[SUPPLIED MATERIAL Boundary: Start]

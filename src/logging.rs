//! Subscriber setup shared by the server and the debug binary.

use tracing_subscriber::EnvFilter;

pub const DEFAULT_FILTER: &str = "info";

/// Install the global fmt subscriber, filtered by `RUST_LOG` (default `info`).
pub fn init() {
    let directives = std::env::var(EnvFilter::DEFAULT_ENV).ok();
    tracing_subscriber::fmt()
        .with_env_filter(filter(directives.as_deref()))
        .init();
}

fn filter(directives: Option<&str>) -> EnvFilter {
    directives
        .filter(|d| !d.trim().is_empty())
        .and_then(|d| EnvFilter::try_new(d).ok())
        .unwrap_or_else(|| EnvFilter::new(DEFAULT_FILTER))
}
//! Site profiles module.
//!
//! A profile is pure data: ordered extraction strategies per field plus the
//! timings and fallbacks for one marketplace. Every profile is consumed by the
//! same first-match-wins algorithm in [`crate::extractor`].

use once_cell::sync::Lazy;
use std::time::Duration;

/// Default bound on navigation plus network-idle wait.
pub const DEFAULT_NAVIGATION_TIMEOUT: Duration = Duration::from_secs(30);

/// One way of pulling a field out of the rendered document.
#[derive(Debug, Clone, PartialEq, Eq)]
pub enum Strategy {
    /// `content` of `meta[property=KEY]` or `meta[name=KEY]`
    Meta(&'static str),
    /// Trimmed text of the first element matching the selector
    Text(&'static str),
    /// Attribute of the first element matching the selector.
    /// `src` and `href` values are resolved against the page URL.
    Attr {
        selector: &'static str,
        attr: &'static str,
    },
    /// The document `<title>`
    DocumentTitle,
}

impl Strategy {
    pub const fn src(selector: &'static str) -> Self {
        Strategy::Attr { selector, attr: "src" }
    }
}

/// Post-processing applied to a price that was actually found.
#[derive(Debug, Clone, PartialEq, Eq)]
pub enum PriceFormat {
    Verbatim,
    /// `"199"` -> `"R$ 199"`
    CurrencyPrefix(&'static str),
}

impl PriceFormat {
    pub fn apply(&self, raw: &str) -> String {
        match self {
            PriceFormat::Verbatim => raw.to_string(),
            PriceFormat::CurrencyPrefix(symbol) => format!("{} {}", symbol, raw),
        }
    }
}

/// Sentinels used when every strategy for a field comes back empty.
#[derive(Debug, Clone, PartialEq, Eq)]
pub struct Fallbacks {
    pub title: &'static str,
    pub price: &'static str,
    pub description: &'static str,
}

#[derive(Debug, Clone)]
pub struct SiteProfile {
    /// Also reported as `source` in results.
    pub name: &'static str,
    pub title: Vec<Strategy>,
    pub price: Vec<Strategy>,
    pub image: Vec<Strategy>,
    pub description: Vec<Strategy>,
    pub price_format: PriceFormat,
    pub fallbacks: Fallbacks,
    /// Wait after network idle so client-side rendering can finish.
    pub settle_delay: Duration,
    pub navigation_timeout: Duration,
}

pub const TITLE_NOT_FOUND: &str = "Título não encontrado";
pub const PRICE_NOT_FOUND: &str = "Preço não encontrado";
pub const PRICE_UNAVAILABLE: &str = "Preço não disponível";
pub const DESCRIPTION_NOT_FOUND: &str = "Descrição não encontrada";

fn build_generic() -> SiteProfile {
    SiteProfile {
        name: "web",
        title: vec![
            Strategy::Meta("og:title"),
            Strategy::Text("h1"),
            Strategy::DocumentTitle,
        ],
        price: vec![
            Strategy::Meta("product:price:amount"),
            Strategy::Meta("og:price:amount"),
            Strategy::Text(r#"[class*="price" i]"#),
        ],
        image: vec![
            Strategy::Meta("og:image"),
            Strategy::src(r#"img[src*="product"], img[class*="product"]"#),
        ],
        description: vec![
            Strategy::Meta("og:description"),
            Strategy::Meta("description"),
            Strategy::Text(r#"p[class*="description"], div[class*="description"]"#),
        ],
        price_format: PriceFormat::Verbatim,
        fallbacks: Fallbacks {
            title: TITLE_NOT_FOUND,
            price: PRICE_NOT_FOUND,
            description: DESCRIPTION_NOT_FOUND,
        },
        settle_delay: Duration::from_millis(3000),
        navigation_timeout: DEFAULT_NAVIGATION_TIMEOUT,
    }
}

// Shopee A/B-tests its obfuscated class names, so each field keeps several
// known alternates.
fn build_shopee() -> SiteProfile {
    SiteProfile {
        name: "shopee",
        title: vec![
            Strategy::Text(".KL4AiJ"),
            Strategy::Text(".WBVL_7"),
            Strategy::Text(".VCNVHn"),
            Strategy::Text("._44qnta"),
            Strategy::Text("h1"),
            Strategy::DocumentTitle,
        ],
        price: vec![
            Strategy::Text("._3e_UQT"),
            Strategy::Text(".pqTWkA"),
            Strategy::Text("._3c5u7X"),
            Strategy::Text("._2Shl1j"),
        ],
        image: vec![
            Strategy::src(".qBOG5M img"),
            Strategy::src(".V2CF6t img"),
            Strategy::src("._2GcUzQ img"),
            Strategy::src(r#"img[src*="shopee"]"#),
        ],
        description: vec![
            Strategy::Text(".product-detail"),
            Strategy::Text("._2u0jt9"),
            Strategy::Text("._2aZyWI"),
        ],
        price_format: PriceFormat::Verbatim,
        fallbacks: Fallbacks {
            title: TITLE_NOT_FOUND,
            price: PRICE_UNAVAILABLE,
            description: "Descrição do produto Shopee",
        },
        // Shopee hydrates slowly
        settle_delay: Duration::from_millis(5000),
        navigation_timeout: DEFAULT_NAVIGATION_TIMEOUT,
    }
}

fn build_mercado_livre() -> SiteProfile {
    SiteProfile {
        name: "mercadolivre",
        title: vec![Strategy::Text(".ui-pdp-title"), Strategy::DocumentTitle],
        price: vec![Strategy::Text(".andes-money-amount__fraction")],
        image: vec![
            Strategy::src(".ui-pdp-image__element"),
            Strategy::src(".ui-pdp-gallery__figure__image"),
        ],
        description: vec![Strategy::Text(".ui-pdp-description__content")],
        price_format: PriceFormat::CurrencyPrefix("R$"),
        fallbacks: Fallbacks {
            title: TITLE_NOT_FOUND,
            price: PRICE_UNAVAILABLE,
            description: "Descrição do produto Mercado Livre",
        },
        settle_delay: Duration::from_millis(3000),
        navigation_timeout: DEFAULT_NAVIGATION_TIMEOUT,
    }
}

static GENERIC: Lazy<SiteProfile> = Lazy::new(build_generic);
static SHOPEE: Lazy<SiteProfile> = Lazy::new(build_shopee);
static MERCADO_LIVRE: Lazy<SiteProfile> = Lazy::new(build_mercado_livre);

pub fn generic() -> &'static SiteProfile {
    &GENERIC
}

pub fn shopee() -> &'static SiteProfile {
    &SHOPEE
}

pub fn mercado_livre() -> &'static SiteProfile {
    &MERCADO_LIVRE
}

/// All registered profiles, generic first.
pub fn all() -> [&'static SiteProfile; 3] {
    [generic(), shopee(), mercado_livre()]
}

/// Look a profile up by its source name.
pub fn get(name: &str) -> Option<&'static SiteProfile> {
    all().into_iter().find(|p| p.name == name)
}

[SUPPLIED MATERIAL Boundary: End]

ASSIGNMENT -> Beginning with the line that contains "pub fn all()", retype every remaining line of the listing exactly, ending with the last one.

TASK RESULT ->
pub fn all() -> [&'static SiteProfile; 3] {
    [generic(), shopee(), mercado_livre()]
}

/// Look a profile up by its source name.
pub fn get(name: &str) -> Option<&'static SiteProfile> {
    all().into_iter().find(|p| p.name == name)
}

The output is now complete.